October 13th, 2016 at 10:26 PM ^

You do realize that all but two of the National Championships Michigan claims are also in this general camp of dubiousness, right? Take a good long look at some of the polls, though mostly "Oh, let's look back thirty years and figure this out" systems that were used to figure them out...

But, hey, whatever.

drzoidburg

October 14th, 2016 at 12:21 PM ^

I was reading about the 1960 fiasco with both Minny and the team that beat them in the bowl (Washington) "claiming" the NC, along with Ole Miss which i believe forbade black players. I consider all NC before the playoff, and especially before bowls counted, to be mythical. Yeah, in 1940s the supposedly best teams not only rarely met in bowls, but if they did, the polls proclaimed the champ before they took place! And then decades later teams that would've benefited from the current model self-proclaimed themselves champion, on what authority? Doesn't stop them though.
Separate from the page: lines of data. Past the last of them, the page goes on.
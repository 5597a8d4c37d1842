/*
[INPUT]:  Signer gateway, challenge factory, verifier, optional backend channel
[OUTPUT]: Authenticated session or surfaced failure
[POS]:    Auth layer - sequences the auto-authentication flow
[UPDATE]: When the authentication sequence or fallback policy changes
*/

use tokio_util::sync::CancellationToken;
use tracing::{debug, info, warn};
use uuid::Uuid;

use siws_core::{ChallengeFactory, SignInAccount, SignInChallenge, SignInResponse, SignInVerifier};

use crate::auth::gateway::SignerGateway;
use crate::auth::session::{AuthMethod, SessionManager};
use crate::http::{BackendClient, Result, SiwsError, TransportPolicy};

const DEFAULT_SESSION_TTL_SECS: u64 = 24 * 60 * 60;

/// Outcome of a successful authentication attempt
#[derive(Debug, Clone)]
pub struct Authentication {
    pub account: SignInAccount,
    pub method: AuthMethod,
    /// True when policy allowed local verification after the backend
    /// channel failed
    pub degraded_trust: bool,
}

/// Sequences silent reconnection, challenge issuance, signing, and
/// verification for one attempt at a time.
///
/// Each attempt owns its challenge exclusively and runs strictly
/// sequentially: signing suspends until the signer responds, verification
/// starts only after signing completes. Failed verification and signer
/// rejections surface as errors; the orchestrator never retries on its own.
pub struct AutoAuthenticator {
    origin: String,
    factory: ChallengeFactory,
    verifier: SignInVerifier,
    sessions: SessionManager,
    backend: Option<BackendClient>,
    transport_policy: TransportPolicy,
    session_ttl_secs: u64,
}

impl AutoAuthenticator {
    /// Create an authenticator for the given requesting origin
    pub fn new(origin: impl Into<String>, factory: ChallengeFactory, verifier: SignInVerifier) -> Self {
        Self {
            origin: origin.into(),
            factory,
            verifier,
            sessions: SessionManager::new(),
            backend: None,
            transport_policy: TransportPolicy::RequireBackend,
            session_ttl_secs: DEFAULT_SESSION_TTL_SECS,
        }
    }

    /// Route challenge issuance and verification through a backend
    pub fn with_backend(mut self, backend: BackendClient, policy: TransportPolicy) -> Self {
        self.backend = Some(backend);
        self.transport_policy = policy;
        self
    }

    /// Override the lifetime of sessions this authenticator records
    pub fn with_session_ttl(mut self, ttl_secs: u64) -> Self {
        self.session_ttl_secs = ttl_secs;
        self
    }

    /// Get the session store
    pub fn sessions(&self) -> &SessionManager {
        &self.sessions
    }

    /// Run one authentication attempt to a terminal outcome
    pub async fn authenticate(&self, gateway: &dyn SignerGateway) -> Result<Authentication> {
        self.authenticate_with_cancellation(gateway, &CancellationToken::new())
            .await
    }

    /// Run one attempt; cancelling the token abandons the pending signer
    /// call and discards any late result.
    pub async fn authenticate_with_cancellation(
        &self,
        gateway: &dyn SignerGateway,
        cancel: &CancellationToken,
    ) -> Result<Authentication> {
        let attempt_id = Uuid::new_v4();
        info!(%attempt_id, address = gateway.address(), "starting authentication attempt");

        if let Some(session) = self.sessions.active_session() {
            info!(%attempt_id, address = %session.account.address, "reusing unexpired session");
            return Ok(Authentication {
                account: session.account,
                method: AuthMethod::CachedSession,
                degraded_trust: false,
            });
        }

        match gateway.reconnect().await {
            Ok(Some(account)) => {
                info!(%attempt_id, address = %account.address, "silent reconnection succeeded");
                self.sessions.set_session(
                    account.clone(),
                    AuthMethod::TrustedReconnect,
                    self.session_ttl_secs,
                );
                return Ok(Authentication {
                    account,
                    method: AuthMethod::TrustedReconnect,
                    degraded_trust: false,
                });
            }
            Ok(None) => debug!(%attempt_id, "no trusted session; issuing challenge"),
            Err(err) => {
                warn!(%attempt_id, error = %err, "silent reconnection failed; issuing challenge")
            }
        }

        if !gateway.supports_sign_in() {
            info!(%attempt_id, "signer lacks challenge-based signing; caller must fall back");
            return Err(SiwsError::Unsupported("challenge-based signing".to_string()));
        }

        let (challenge, server_issued) = self.obtain_challenge(attempt_id).await?;

        let response = tokio::select! {
            _ = cancel.cancelled() => {
                info!(%attempt_id, "attempt cancelled while awaiting signer");
                return Err(SiwsError::Cancelled);
            }
            result = gateway.sign_in(&challenge) => result?,
        };

        // A result that arrives after cancellation is discarded unverified.
        if cancel.is_cancelled() {
            info!(%attempt_id, "attempt cancelled; discarding signer result");
            return Err(SiwsError::Cancelled);
        }

        let degraded_trust = self
            .verify_response(attempt_id, &challenge, &response, server_issued)
            .await?;

        info!(%attempt_id, address = %response.account.address, "sign-in verified");
        self.sessions
            .set_session(response.account.clone(), AuthMethod::SignIn, self.session_ttl_secs);

        Ok(Authentication {
            account: response.account,
            method: AuthMethod::SignIn,
            degraded_trust,
        })
    }

    /// Server-issued challenge when a backend is configured, local otherwise
    async fn obtain_challenge(&self, attempt_id: Uuid) -> Result<(SignInChallenge, bool)> {
        if let Some(backend) = &self.backend {
            match backend.fetch_challenge().await {
                Ok(challenge) => {
                    debug!(%attempt_id, "using server-issued challenge");
                    return Ok((challenge, true));
                }
                Err(SiwsError::Transport(err))
                    if self.transport_policy == TransportPolicy::LocalFallback =>
                {
                    warn!(%attempt_id, error = %err, "backend unreachable; issuing challenge locally");
                }
                Err(err) => return Err(err),
            }
        }

        let challenge = self.factory.create_challenge(&self.origin)?;
        Ok((challenge, false))
    }

    /// Verify through the backend when it issued the challenge, locally
    /// otherwise. Returns true when a configured backend was bypassed and
    /// the result rests on local verification only.
    async fn verify_response(
        &self,
        attempt_id: Uuid,
        challenge: &SignInChallenge,
        response: &SignInResponse,
        server_issued: bool,
    ) -> Result<bool> {
        if server_issued {
            if let Some(backend) = &self.backend {
                match backend.verify_sign_in(challenge, response).await {
                    Ok(()) => return Ok(false),
                    Err(SiwsError::Transport(err))
                        if self.transport_policy == TransportPolicy::LocalFallback =>
                    {
                        warn!(%attempt_id, error = %err, "backend unreachable; verifying locally with degraded trust");
                    }
                    Err(err) => {
                        if err.is_security_failure() {
                            warn!(%attempt_id, error = %err, "backend rejected sign-in response");
                        }
                        return Err(err);
                    }
                }
            }
        }

        match self.verifier.verify(challenge, response) {
            Ok(()) => Ok(self.backend.is_some()),
            Err(err) => {
                warn!(%attempt_id, error = %err, "sign-in verification failed");
                Err(err.into())
            }
        }
    }
}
Sorry but the whole thing is too much a joke for me. You're counting "national championships" from 1904 dude. Those might've been great teams, but there's no evidence for that, only opinion. Using a beatdown of a team that quickly gathered frat members as a football team as evidence of being superior to Princeton or whoever would be even more dubious than declaring ourselves 2016 conference champs and cancel the Ohio game because we beat Rutgers by more...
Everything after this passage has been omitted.